Hello, I am new to this site having been diagnosed with RA last year. Please could you help shed some light to the following. The consultant has booked me in for an Ultrasound injection for my right wrist (as I have a lump there due to the RA - think it is to do with inflammed lining). The consultant has retired and the op date has come through, but I don't know what it refers to... do you know whether the injection / ES examination is to do with drainage or pain relief..

thanks for your advice!


11 Replies

Steroid injections are sometimes done with the help of US to find the right spot. Perhaps this is what it is about.😊

SusyC in reply to Simba1992

Thank you Simba

Usually an ultrasound guided injection will be to inject a steroid into a specific area. I've had them into my shoulder and hip. The first one into my shoulder only helped a small amount but the second one was absolutely amazing! Hopefully it will help. Clemmie

We must have writing at the same time!

SusyC in reply to Barrister

Thank you Barrister

SusyC in reply to Barrister

Thanks Clemmie

hi SusyC,

it could be an ultrasound guided injection for delivery of steroids. Steroid injections are often used to treat people with RA to help with pain and inflammation control. Steroid injections into the joints are quite common.


Beverley (NRAS Helpline)

Thank you Beverley. Much appreciated. Are these injections safe? Any side effects please? Doctor has said to rest the hand for 2 days..

Many thanks for the clarification


Yes, they safe and in my experience (of one) effective: 90% relief for about 10 weeks.

There is some impairment of glucose tolerance, so if you suffer from thrush you may get a flare up, as I did. They are not good for diabetics. That said, I think just one will do more good than harm. You can only have about four anyway.

Also, be careful if you drink alcohol. The cortisone will increase the effect of alcohol. I was completely blotto the following evening ( a Saturday) after a couple of glasses of wine and have no recollection of the evening or getting home.
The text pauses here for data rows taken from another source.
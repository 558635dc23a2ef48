// Host link: the USB-CDC stand-in, a Unix domain socket server.
//
// One host at a time, like a CDC endpoint. On attach the device sends the
// READY line exactly once, then streams FDIS bytes until EOF (detach).
// All socket I/O is non-blocking; the engine loop polls between audio
// fills and must never be stalled by the link.

use std::io::{ErrorKind, Read, Write};
use std::os::unix::net::{UnixListener, UnixStream};

/// Handshake sent once per new host session.
pub const READY_LINE: &[u8] = b"[DUMP] READY\r\n";

/// Bytes pulled per read; four chunks max per engine-loop pass.
pub const READ_CHUNK: usize = 512;
pub const MAX_CHUNKS_PER_POLL: usize = 4;

#[derive(Debug, Clone, Copy, PartialEq, Eq)]
pub enum LinkState {
    Disconnected,
    /// Host attached, READY not yet sent.
    AwaitingHandshake,
    Streaming,
}

impl LinkState {
    pub fn name(self) -> &'static str {
        match self {
            LinkState::Disconnected => "DOWN",
            LinkState::AwaitingHandshake => "HELLO",
            LinkState::Streaming => "UP",
        }
    }
}

pub enum ReadOutcome {
    /// `n` bytes landed in the caller's buffer.
    Data(usize),
    /// Nothing available right now.
    Empty,
    /// Host detached (EOF or socket error).
    Disconnected,
}

pub struct HostLink {
    listener: UnixListener,
    client: Option<UnixStream>,
    state: LinkState,
    sessions: u32,
}

impl HostLink {
    pub fn bind(path: &str) -> Result<Self, String> {
        // A stale socket file from a previous run blocks bind.
        let _ = std::fs::remove_file(path);
        let listener =
            UnixListener::bind(path).map_err(|e| format!("cannot bind {path}: {e}"))?;
        listener
            .set_nonblocking(true)
            .map_err(|e| format!("set_nonblocking: {e}"))?;
        eprintln!("[link] listening on {path}");
        Ok(Self {
            listener,
            client: None,
            state: LinkState::Disconnected,
            sessions: 0,
        })
    }

    pub fn state(&self) -> LinkState {
        self.state
    }

    /// Completed handshakes since startup.
    pub fn session_count(&self) -> u32 {
        self.sessions
    }

    /// While disconnected, try to accept a host. Returns true on attach.
    pub fn poll_accept(&mut self) -> bool {
        debug_assert_eq!(self.state, LinkState::Disconnected);
        match self.listener.accept() {
            Ok((stream, _)) => {
                if let Err(e) = stream.set_nonblocking(true) {
                    eprintln!("[link] set_nonblocking on client: {e}");
                    return false;
                }
                eprintln!("[link] host attached");
                self.client = Some(stream);
                self.state = LinkState::AwaitingHandshake;
                true
            }
            Err(ref e) if e.kind() == ErrorKind::WouldBlock => false,
            Err(e) => {
                eprintln!("[link] accept error: {e}");
                false
            }
        }
    }

    /// Send the READY line, entering the streaming state. The caller resets
    /// the pipeline before calling this so the session starts clean.
    pub fn send_ready(&mut self) -> bool {
        let Some(ref mut stream) = self.client else {
            self.state = LinkState::Disconnected;
            return false;
        };
        match stream.write_all(READY_LINE).and_then(|_| stream.flush()) {
            Ok(()) => {
                self.sessions += 1;
                self.state = LinkState::Streaming;
                eprintln!("[link] READY sent, session {}", self.sessions);
                true
            }
            Err(e) => {
                eprintln!("[link] handshake write failed: {e}");
                self.drop_client();
                false
            }
        }
    }

    /// Non-blocking read of one chunk from the host.
    pub fn read_chunk(&mut self, buf: &mut [u8]) -> ReadOutcome {
        let Some(ref mut stream) = self.client else {
            return ReadOutcome::Disconnected;
        };
        match stream.read(buf) {
            Ok(0) => {
                eprintln!("[link] host detached");
                self.drop_client();
                ReadOutcome::Disconnected
            }
            Ok(n) => ReadOutcome::Data(n),
            Err(ref e) if e.kind() == ErrorKind::WouldBlock => ReadOutcome::Empty,
            Err(e) => {
                eprintln!("[link] read error: {e}");
                self.drop_client();
                ReadOutcome::Disconnected
            }
        }
    }

    fn drop_client(&mut self) {
        self.client = None;
        self.state = LinkState::Disconnected;
    }
}

#[cfg(test)]
mod tests {
    use super::*;

    fn temp_socket_path(tag: &str) -> String {
        format!(
            "/tmp/siddler-test-{}-{}.sock",
            tag,
            std::process::id()
        )
    }

    #[test]
    fn test_ready_line_bytes() {
        // The handshake is a fixed byte sequence hosts match on.
        assert_eq!(
            READY_LINE,
            &[
                0x5B, 0x44, 0x55, 0x4D, 0x50, 0x5D, 0x20, 0x52, 0x45, 0x41, 0x44, 0x59, 0x0D,
                0x0A
            ]
        );
    }

    #[test]
    fn test_handshake_sent_once_per_session() {
        let path = temp_socket_path("handshake");
        let mut link = HostLink::bind(&path).unwrap();
        assert_eq!(link.state(), LinkState::Disconnected);
        assert!(!link.poll_accept());

        let mut host = UnixStream::connect(&path).unwrap();
        // Accept may need a beat on a loaded machine.
        let mut attached = false;
        for _ in 0..100 {
            if link.poll_accept() {
                attached = true;
                break;
            }
            std::thread::sleep(std::time::Duration::from_millis(1));
        }
        assert!(attached);
        assert_eq!(link.state(), LinkState::AwaitingHandshake);

        assert!(link.send_ready());
        assert_eq!(link.state(), LinkState::Streaming);
        assert_eq!(link.session_count(), 1);

        let mut got = [0u8; READY_LINE.len()];
        host.read_exact(&mut got).unwrap();
        assert_eq!(&got, READY_LINE);

        let _ = std::fs::remove_file(&path);
    }

    #[test]
    fn test_read_chunks_and_detach() {
        let path = temp_socket_path("read");
        let mut link = HostLink::bind(&path).unwrap();
        let mut host = UnixStream::connect(&path).unwrap();
        for _ in 0..100 {
            if link.poll_accept() {
                break;
            }
            std::thread::sleep(std::time::Duration::from_millis(1));
        }
        link.send_ready();
        let mut sink = [0u8; READY_LINE.len()];
        host.read_exact(&mut sink).unwrap();

        host.write_all(&[0xAB; 64]).unwrap();
        host.flush().unwrap();

        let mut buf = [0u8; READ_CHUNK];
        let mut got = 0;
        for _ in 0..100 {
            match link.read_chunk(&mut buf) {
                ReadOutcome::Data(n) => {
                    assert!(buf[..n].iter().all(|&b| b == 0xAB));
                    got += n;
                    if got == 64 {
                        break;
                    }
                }
                ReadOutcome::Empty => std::thread::sleep(std::time::Duration::from_millis(1)),
                ReadOutcome::Disconnected => panic!("unexpected disconnect"),
            }
        }
        assert_eq!(got, 64);

        drop(host);
        let mut detached = false;
        for _ in 0..100 {
            match link.read_chunk(&mut buf) {
                ReadOutcome::Disconnected => {
                    detached = true;
                    break;
                }
                _ => std::thread::sleep(std::time::Duration::from_millis(1)),
            }
        }
        assert!(detached);
        assert_eq!(link.state(), LinkState::Disconnected);

        let _ = std::fs::remove_file(&path);
    }

    #[test]
    fn test_second_session_gets_its_own_ready() {
        let path = temp_socket_path("resession");
        let mut link = HostLink::bind(&path).unwrap();

        for round in 1..=2u32 {
            let mut host = UnixStream::connect(&path).unwrap();
            for _ in 0..100 {
                if link.poll_accept() {
                    break;
                }
                std::thread::sleep(std::time::Duration::from_millis(1));
            }
            assert!(link.send_ready());
            assert_eq!(link.session_count(), round);
            let mut got = [0u8; READY_LINE.len()];
            host.read_exact(&mut got).unwrap();
            assert_eq!(&got, READY_LINE);
            drop(host);

            let mut buf = [0u8; 16];
            for _ in 0..100 {
                if matches!(link.read_chunk(&mut buf), ReadOutcome::Disconnected) {
                    break;
                }
                std::thread::sleep(std::time::Duration::from_millis(1));
            }
            assert_eq!(link.state(), LinkState::Disconnected);
        }

        let _ = std::fs::remove_file(&path);
    }
}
If the cortisone travels to a nerve, you may find your hand or fingers frozen for around the next 12 hours. Do not be alarmed. This happened to me. On the way home from the hospital, my hand and arm got more and more frozen. I rang the hospital in consternation and spoke to the consultant radiologist who had not come across this before. I then decided to wait until the morning as I detected a minimal movement. I woke up at 3 am and the stiffening effect had worn off - apparently, the middle of the night is a low point for cortisone levels. I rang the hospital on the following Monday to let them know. It was quite alarming but don't worry if it happens as it will wear off - it is only because the cortisone went on to a main nerve.

The first one I had gave minimal relief however the second one gave me complete relief for about 6 womderful weeks. The doctor who did the second one said that he would be surprised if I didn't get at least some relief from the pain as the area was so inflammed but that it could take up to 2 weeks for the most relief. However, by the next morning, when I woke up, I had no pain in my shoulder at all. I really wasn't expecting much from it after the first one so that's why I've raved so much about how good it was, lol. Clemmie


I had a US guided steroid injection into a joint near my right thumb back in 2015. It went well. No pain just pressure when the needle is inserted. 48 hours later I was 90% better.

A couple of weeks prior to that I had a steroid jab into my right wrist by the Rheumatologist. He was able to do that one himself in Clinic as it's a big joint. All pain and swelling went very quickly indeed. This one was 100% successful. And once again no pain on inserting the needle as he gave me some anesthetic first.

I was told to rest the hand for a couple of days after each jab.